A counter divides the room into two realms — one for patients and one for staff. A bookcase on the patients' side displays an eclectic array of products that don't contain cannabis — CVD T-shirts, winter caps and trucker hats, along with munchies, journals and cutting boards. A massive gray safe behind the counter holds the pot. Painted on one door are marijuana leaves; on the other, a giant bud. A chalkboard menu on the wall lists items for sale: hash, kief, edibles including brownies, fire cider, caramels, cheese nibs.
One end of the counter is a glass case containing pipes and other paraphernalia. The other end is an intake station, with a computer and a chair on either side. I sat down and finished my forms.
A helpful, knowledgeable staffer named Zach, who declined to give his last name, guided me through the enrollment process.
I told him I didn't want to smoke the pot, and I didn't want to chew it. He recommended two tinctures — Indica and Sweet 'n' Sour Widow. I paid $47.50 for two tiny brown bottles topped with medicine droppers. There were no dosing instructions on the label. Zach advised starting with three to five drops per dose.
He said I could take it with maple syrup, which sounded appealing.
That night, I added four drops of Indica to a spoonful of maple syrup — a spoonful of syrup helps the medicine go down! According to CVD, the tincture is "created with a blend of Indica strains specifically chosen to alleviate pain and anxiety while encouraging a restful sleep." When you smoke pot, it hits you immediately. But Zach had said it could take 20 minutes to two hours for the tinctures to take effect, so I swallowed my first dose a couple of hours before bedtime.
It didn't work.
The pain returned.
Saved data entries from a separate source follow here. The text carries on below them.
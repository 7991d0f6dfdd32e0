//! Round Robin time slicing.
//!
//! # Algorithm
//!
//! 1. Admit every arrived process with remaining work into a FIFO ready
//!    queue, each at most once until it is re-queued by the dispatcher.
//! 2. Dispatch the front process for one quantum. If it still has work,
//!    first admit processes that arrived during the slice, then re-queue it
//!    at the back. Otherwise it completes at the end of its final slice.
//! 3. If the ready queue is empty, jump the clock to the next arrival.
//!
//! `start_time` is the first dispatch; `completion_time` is the end of the
//! last slice.

use std::collections::VecDeque;

use super::Execution;
use crate::error::{Result, ScheduleError};
use crate::models::{Process, Slice, Timeline};
use crate::validation::ensure_valid;

struct ReadyQueue {
    queue: VecDeque<usize>,
    admitted: Vec<bool>,
}

impl ReadyQueue {
    fn new(len: usize) -> Self {
        Self {
            queue: VecDeque::with_capacity(len),
            admitted: vec![false; len],
        }
    }

    /// Queues every not-yet-admitted process that has arrived by `time`.
    fn admit_arrivals(&mut self, processes: &[Process], remaining: &[i64], time: i64) {
        for (idx, process) in processes.iter().enumerate() {
            if !self.admitted[idx] && remaining[idx] > 0 && process.has_arrived(time) {
                self.queue.push_back(idx);
                self.admitted[idx] = true;
            }
        }
    }

    /// Earliest arrival among processes never admitted.
    fn next_arrival(&self, processes: &[Process], remaining: &[i64]) -> Option<i64> {
        processes
            .iter()
            .enumerate()
            .filter(|&(idx, _)| !self.admitted[idx] && remaining[idx] > 0)
            .map(|(_, p)| p.arrival_time)
            .min()
    }
}

/// Runs Round Robin with the given quantum.
///
/// Output keeps the input order.
pub fn round_robin(processes: &[Process], quantum: i64) -> Result<Execution> {
    if quantum < 1 {
        return Err(ScheduleError::invalid_config(format!(
            "quantum must be at least 1, got {quantum}"
        )));
    }
    ensure_valid(processes)?;

    let mut processes: Vec<Process> = processes.iter().map(Process::reset).collect();
    let mut remaining: Vec<i64> = processes.iter().map(|p| p.burst_time).collect();
    let mut dispatched = vec![false; processes.len()];
    let mut ready = ReadyQueue::new(processes.len());
    let mut timeline = Timeline::new();
    let mut completed = 0;
    let mut current_time = 0;

    while completed < processes.len() {
        ready.admit_arrivals(&processes, &remaining, current_time);

        let Some(idx) = ready.queue.pop_front() else {
            match ready.next_arrival(&processes, &remaining) {
                Some(arrival) => {
                    current_time = current_time.max(arrival);
                    continue;
                }
                None => break,
            }
        };

        if !dispatched[idx] {
            processes[idx].start_time = current_time;
            dispatched[idx] = true;
        }

        let run_for = remaining[idx].min(quantum);
        timeline.push(Slice::new(
            idx,
            processes[idx].id,
            current_time,
            current_time + run_for,
        ));
        current_time += run_for;
        remaining[idx] -= run_for;

        if remaining[idx] > 0 {
            ready.admit_arrivals(&processes, &remaining, current_time);
            ready.queue.push_back(idx);
        } else {
            processes[idx].complete_at(current_time);
            completed += 1;
        }
    }

    let positions = (0..processes.len()).collect();
    Ok(Execution {
        processes,
        positions,
        timeline,
    })
}

#[cfg(test)]
mod tests {
    use super::*;

    fn reference_input() -> Vec<Process> {
        vec![
            Process::new(1, 0, 5, 2),
            Process::new(2, 1, 3, 1),
            Process::new(3, 2, 8, 4),
        ]
    }

    #[test]
    fn test_rr_reference_scenario() {
        let run = round_robin(&reference_input(), 2).unwrap();

        // P1 0-2 | P2 2-4 | P3 4-6 | P1 6-8 | P2 8-9 | P3 9-11 | P1 11-12 | P3 12-14 | P3 14-16
        let slices: Vec<(i32, i64, i64)> = run
            .timeline
            .slices
            .iter()
            .map(|s| (s.process_id, s.start, s.end))
            .collect();
        assert_eq!(
            slices,
            vec![
                (1, 0, 2),
                (2, 2, 4),
                (3, 4, 6),
                (1, 6, 8),
                (2, 8, 9),
                (3, 9, 11),
                (1, 11, 12),
                (3, 12, 14),
                (3, 14, 16),
            ]
        );

        assert_eq!(run.processes[0].start_time, 0);
        let completion: Vec<i64> = run.processes.iter().map(|p| p.completion_time).collect();
        assert_eq!(completion, vec![12, 9, 16]);
        let waiting: Vec<i64> = run.processes.iter().map(|p| p.waiting_time).collect();
        assert_eq!(waiting, vec![7, 5, 6]);
        assert_eq!(run.timeline.busy_time(), 16);
    }

    #[test]
    fn test_rr_start_is_first_dispatch() {
        let run = round_robin(&reference_input(), 2).unwrap();
        for (position, p) in run.processes.iter().enumerate() {
            assert_eq!(run.timeline.first_dispatch(position), Some(p.start_time));
        }
    }

    #[test]
    fn test_rr_completion_is_last_slice_end() {
        let run = round_robin(&reference_input(), 3).unwrap();
        for (position, p) in run.processes.iter().enumerate() {
            let last = run.timeline.slices_for(position).last().unwrap();
            assert_eq!(last.end, p.completion_time);
            assert_eq!(run.timeline.busy_time_for(position), p.burst_time);
        }
    }

    #[test]
    fn test_rr_new_arrivals_queue_ahead_of_preempted() {
        // P2 arrives during P1's first slice and must run before P1's second slice
        let processes = vec![Process::new(1, 0, 4, 0), Process::new(2, 1, 2, 0)];
        let run = round_robin(&processes, 2).unwrap();
        let order: Vec<i32> = run.timeline.slices.iter().map(|s| s.process_id).collect();
        assert_eq!(order, vec![1, 2, 1]);
    }

    #[test]
    fn test_rr_large_quantum_is_fcfs() {
        let run = round_robin(&reference_input(), 100).unwrap();
        assert_eq!(run.timeline.len(), 3);
        let completion: Vec<i64> = run.processes.iter().map(|p| p.completion_time).collect();
        assert_eq!(completion, vec![5, 8, 16]);
    }

    #[test]
    fn test_rr_idle_gap() {
        let processes = vec![Process::new(1, 2, 1, 0), Process::new(2, 9, 3, 0)];
        let run = round_robin(&processes, 2).unwrap();
        assert_eq!(run.processes[0].start_time, 2);
        assert_eq!(run.processes[0].completion_time, 3);
        assert_eq!(run.processes[1].start_time, 9);
        assert_eq!(run.processes[1].completion_time, 12);
    }

    #[test]
    fn test_rr_keeps_input_order() {
        let processes = vec![Process::new(5, 3, 1, 0), Process::new(6, 0, 1, 0)];
        let run = round_robin(&processes, 2).unwrap();
        assert_eq!(run.processes[0].id, 5);
        assert_eq!(run.processes[1].id, 6);
        assert_eq!(run.processes[1].completion_time, 1);
    }

    #[test]
    fn test_rr_repeated_ids_keep_separate_queues() {
        let processes = vec![Process::new(1, 0, 3, 0), Process::new(1, 0, 2, 0)];
        let run = round_robin(&processes, 2).unwrap();
        let positions: Vec<usize> = run.timeline.slices.iter().map(|s| s.position).collect();
        assert_eq!(positions, vec![0, 1, 0]);
        assert_eq!(run.processes[0].completion_time, 5);
        assert_eq!(run.processes[1].completion_time, 4);
        assert_eq!(run.positions, vec![0, 1]);
    }

    #[test]
    fn test_rr_negative_arrivals_admitted_at_start() {
        let processes = vec![Process::new(1, -4, 2, 0), Process::new(2, 1, 1, 0)];
        let run = round_robin(&processes, 2).unwrap();
        assert_eq!(run.processes[0].start_time, 0);
        assert_eq!(run.processes[0].waiting_time, 4);
        assert_eq!(run.processes[1].start_time, 2);
    }

    #[test]
    fn test_rr_rejects_zero_quantum() {
        let err = round_robin(&reference_input(), 0).unwrap_err();
        assert!(matches!(err, ScheduleError::InvalidConfig(_)));
    }
}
I popped a pill to fall asleep.
The next night I tried four drops of the Sweet 'n' Sour Widow, a cannabidiol-enriched tincture that's supposed to reduce chronic pain and inflammation. Same result.
I tried five drops of each on different nights. Nothing.
Then I put the pot aside for a couple weeks; we traveled to North Carolina to see my family for the holidays, and you can't legally bring marijuana across state lines.
When I asked Lynn about my frustrating initial results, he sympathized. "It does take some trial and error," he conceded. Some people find that "really unnerving," but ultimately the process is about learning what works for your body. I told him I'm used to having a doctor hand me a prescription and tell me exactly how much to take and when. "This is the opposite of that," Lynn said.
In January, I set up another appointment to try something smokable. I bought a packet of Northern Lights buds and a blend called Exodus Cheese. A woman named Danielle helped me pick out a $10 glass pipe and patiently showed me how to smoke it. I bought a Pac-Man lighter, too. Zach recommended I also keep trying the tincture — up to 10 drops at a time.
That night, after my kids went to bed, I unlocked my box. I put a bud in my new pipe, slipped out onto the back porch, lit it and inhaled twice. I didn't feel high. But I didn't have any pain, either. For the first time in two months, I fell asleep without taking any pain meds and woke up the next morning alert and pain-free.
I thought it might have been a fluke, so I tried it again the next night. This time I felt a little funny — was I high? Honestly, I couldn't tell. I did scarf down a few chocolate-peanut-butter cups. But again, no pain. And no pills.
The whole time I've been trying to manage my pain, I've also been trying to determine the cause. It could be MS-related, or it could be a result of pressure on my spine or one of my nerve roots. I recently saw a physician's assistant at the University of Vermont Medical Center neurological surgery office who prescribed physical therapy, and I'm going to try that — and acupuncture.
But I'm also going to keep experimenting with pot. The card needs to be renewed annually, and my renewal's due at the end of March. Better get that paperwork in the mail.